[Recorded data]
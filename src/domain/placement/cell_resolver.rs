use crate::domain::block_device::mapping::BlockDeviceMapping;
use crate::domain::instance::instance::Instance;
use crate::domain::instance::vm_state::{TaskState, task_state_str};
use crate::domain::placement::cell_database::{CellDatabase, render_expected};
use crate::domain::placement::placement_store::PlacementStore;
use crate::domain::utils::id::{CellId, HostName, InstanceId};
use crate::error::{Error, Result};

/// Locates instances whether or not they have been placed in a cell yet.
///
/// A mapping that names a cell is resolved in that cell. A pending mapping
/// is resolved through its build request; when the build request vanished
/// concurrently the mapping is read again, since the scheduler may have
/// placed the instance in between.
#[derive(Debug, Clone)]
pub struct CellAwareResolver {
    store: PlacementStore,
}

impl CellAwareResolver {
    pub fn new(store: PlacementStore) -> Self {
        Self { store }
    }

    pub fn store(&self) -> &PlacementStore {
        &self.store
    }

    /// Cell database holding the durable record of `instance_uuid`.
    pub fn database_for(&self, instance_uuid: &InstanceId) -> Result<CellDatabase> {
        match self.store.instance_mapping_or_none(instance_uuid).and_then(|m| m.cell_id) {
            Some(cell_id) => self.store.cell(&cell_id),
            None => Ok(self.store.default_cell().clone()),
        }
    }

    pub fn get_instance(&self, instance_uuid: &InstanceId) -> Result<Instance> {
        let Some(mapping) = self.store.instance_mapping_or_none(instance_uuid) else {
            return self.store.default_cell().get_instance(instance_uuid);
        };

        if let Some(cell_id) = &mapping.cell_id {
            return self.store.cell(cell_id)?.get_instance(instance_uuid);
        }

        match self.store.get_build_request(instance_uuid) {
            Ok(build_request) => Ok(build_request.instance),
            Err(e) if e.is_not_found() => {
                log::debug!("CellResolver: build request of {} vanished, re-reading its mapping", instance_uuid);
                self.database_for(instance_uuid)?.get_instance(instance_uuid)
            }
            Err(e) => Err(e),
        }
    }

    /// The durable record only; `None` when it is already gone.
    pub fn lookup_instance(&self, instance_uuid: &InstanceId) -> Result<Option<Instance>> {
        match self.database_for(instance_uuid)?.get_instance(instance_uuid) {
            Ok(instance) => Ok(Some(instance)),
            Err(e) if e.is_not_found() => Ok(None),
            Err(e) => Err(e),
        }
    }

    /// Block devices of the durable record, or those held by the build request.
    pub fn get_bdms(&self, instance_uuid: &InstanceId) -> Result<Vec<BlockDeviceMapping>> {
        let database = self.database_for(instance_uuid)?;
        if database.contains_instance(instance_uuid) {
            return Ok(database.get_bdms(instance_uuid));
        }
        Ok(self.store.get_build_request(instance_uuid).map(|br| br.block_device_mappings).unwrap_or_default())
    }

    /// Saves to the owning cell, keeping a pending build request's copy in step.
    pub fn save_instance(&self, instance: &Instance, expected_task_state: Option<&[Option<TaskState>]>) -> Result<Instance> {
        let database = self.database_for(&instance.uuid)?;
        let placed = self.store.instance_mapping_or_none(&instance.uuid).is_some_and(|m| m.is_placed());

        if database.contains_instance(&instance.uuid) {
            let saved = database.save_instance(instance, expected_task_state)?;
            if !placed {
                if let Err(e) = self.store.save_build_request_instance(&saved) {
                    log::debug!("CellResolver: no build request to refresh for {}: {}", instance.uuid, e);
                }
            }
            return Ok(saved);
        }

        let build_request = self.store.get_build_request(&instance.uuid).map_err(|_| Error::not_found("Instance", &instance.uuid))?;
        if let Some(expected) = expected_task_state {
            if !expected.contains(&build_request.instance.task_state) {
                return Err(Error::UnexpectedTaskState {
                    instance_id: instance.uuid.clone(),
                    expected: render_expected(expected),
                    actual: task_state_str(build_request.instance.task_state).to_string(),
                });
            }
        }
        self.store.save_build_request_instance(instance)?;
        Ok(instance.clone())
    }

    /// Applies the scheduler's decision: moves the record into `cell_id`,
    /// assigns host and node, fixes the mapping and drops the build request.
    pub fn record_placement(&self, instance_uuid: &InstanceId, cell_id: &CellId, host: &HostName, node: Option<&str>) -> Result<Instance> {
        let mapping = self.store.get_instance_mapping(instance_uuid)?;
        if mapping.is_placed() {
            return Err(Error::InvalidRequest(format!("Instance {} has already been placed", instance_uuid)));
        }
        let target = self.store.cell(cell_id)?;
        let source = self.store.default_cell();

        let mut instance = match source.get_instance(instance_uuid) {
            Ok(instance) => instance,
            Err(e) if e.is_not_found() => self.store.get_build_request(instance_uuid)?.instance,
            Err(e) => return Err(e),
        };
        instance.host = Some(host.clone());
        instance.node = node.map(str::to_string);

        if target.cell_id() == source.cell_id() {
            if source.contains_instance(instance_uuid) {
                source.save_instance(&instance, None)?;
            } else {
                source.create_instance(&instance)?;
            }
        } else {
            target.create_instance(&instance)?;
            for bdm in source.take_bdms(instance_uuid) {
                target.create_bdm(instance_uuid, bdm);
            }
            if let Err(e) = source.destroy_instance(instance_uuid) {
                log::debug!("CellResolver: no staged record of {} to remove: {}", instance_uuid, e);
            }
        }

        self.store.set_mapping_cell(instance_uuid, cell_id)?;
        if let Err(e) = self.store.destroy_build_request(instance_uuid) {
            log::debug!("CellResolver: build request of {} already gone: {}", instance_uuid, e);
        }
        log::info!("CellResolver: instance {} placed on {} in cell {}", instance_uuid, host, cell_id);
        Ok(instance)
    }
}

| Action item |
When the line with "let database = self.database_for(&instance.uuid)?;" is reached in the data above, start copying there, and copy each line exactly until the line with "instance.host = Some(host.clone());" has been copied; copy nothing else.

| Answer for this exercise |
        let database = self.database_for(&instance.uuid)?;
        let placed = self.store.instance_mapping_or_none(&instance.uuid).is_some_and(|m| m.is_placed());

        if database.contains_instance(&instance.uuid) {
            let saved = database.save_instance(instance, expected_task_state)?;
            if !placed {
                if let Err(e) = self.store.save_build_request_instance(&saved) {
                    log::debug!("CellResolver: no build request to refresh for {}: {}", instance.uuid, e);
                }
            }
            return Ok(saved);
        }

        let build_request = self.store.get_build_request(&instance.uuid).map_err(|_| Error::not_found("Instance", &instance.uuid))?;
        if let Some(expected) = expected_task_state {
            if !expected.contains(&build_request.instance.task_state) {
                return Err(Error::UnexpectedTaskState {
                    instance_id: instance.uuid.clone(),
                    expected: render_expected(expected),
                    actual: task_state_str(build_request.instance.task_state).to_string(),
                });
            }
        }
        self.store.save_build_request_instance(instance)?;
        Ok(instance.clone())
    }

    /// Applies the scheduler's decision: moves the record into `cell_id`,
    /// assigns host and node, fixes the mapping and drops the build request.
    pub fn record_placement(&self, instance_uuid: &InstanceId, cell_id: &CellId, host: &HostName, node: Option<&str>) -> Result<Instance> {
        let mapping = self.store.get_instance_mapping(instance_uuid)?;
        if mapping.is_placed() {
            return Err(Error::InvalidRequest(format!("Instance {} has already been placed", instance_uuid)));
        }
        let target = self.store.cell(cell_id)?;
        let source = self.store.default_cell();

        let mut instance = match source.get_instance(instance_uuid) {
            Ok(instance) => instance,
            Err(e) if e.is_not_found() => self.store.get_build_request(instance_uuid)?.instance,
            Err(e) => return Err(e),
        };
        instance.host = Some(host.clone());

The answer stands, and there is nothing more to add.